Description of the task.
The answer must be every line of the data that holds the word "Self".

===== Records provided =====

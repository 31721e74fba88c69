//! Side effects requested by the list view. The caller performs them and
//! feeds the outcome back.

use serde::Serialize;

use crate::domain::metadata::FilterField;
use crate::domain::types::RecordTypeId;
use crate::repository::AccountListQuery;

/// Which collaborator endpoint serves a fetch.
#[derive(Clone, Copy, Debug, Serialize, PartialEq, Eq)]
#[serde(rename_all = "lowercase")]
pub enum FetchSource {
    Filters,
    Search,
}

#[derive(Clone, Debug, Serialize, PartialEq, Eq)]
pub struct FetchRequest {
    /// Increases with every dispatch; hand it back with the result.
    pub sequence: u64,
    pub source: FetchSource,
    pub query: AccountListQuery,
}

#[derive(Clone, Copy, Debug, Serialize, PartialEq, Eq)]
#[serde(rename_all = "lowercase")]
pub enum ToastVariant {
    Success,
    Error,
}

/// Dismissible user notification.
#[derive(Clone, Debug, Serialize, PartialEq, Eq)]
pub struct Toast {
    pub title: String,
    pub message: String,
    pub variant: ToastVariant,
}

impl Toast {
    pub fn error(message: impl Into<String>) -> Self {
        Self {
            title: "Error!".to_string(),
            message: message.into(),
            variant: ToastVariant::Error,
        }
    }

    pub fn success(message: impl Into<String>) -> Self {
        Self {
            title: "Success!".to_string(),
            message: message.into(),
            variant: ToastVariant::Success,
        }
    }
}

#[derive(Clone, Debug, Serialize, PartialEq, Eq)]
#[serde(tag = "effect", rename_all = "snake_case")]
pub enum Effect {
    Fetch(FetchRequest),
    Notify(Toast),
    LoadObjectInfo,
    LoadPicklist {
        record_type_id: RecordTypeId,
        field: FilterField,
    },
}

=====

Response.
    pub fn error(message: impl Into<String>) -> Self {
        Self {
    pub fn success(message: impl Into<String>) -> Self {
        Self {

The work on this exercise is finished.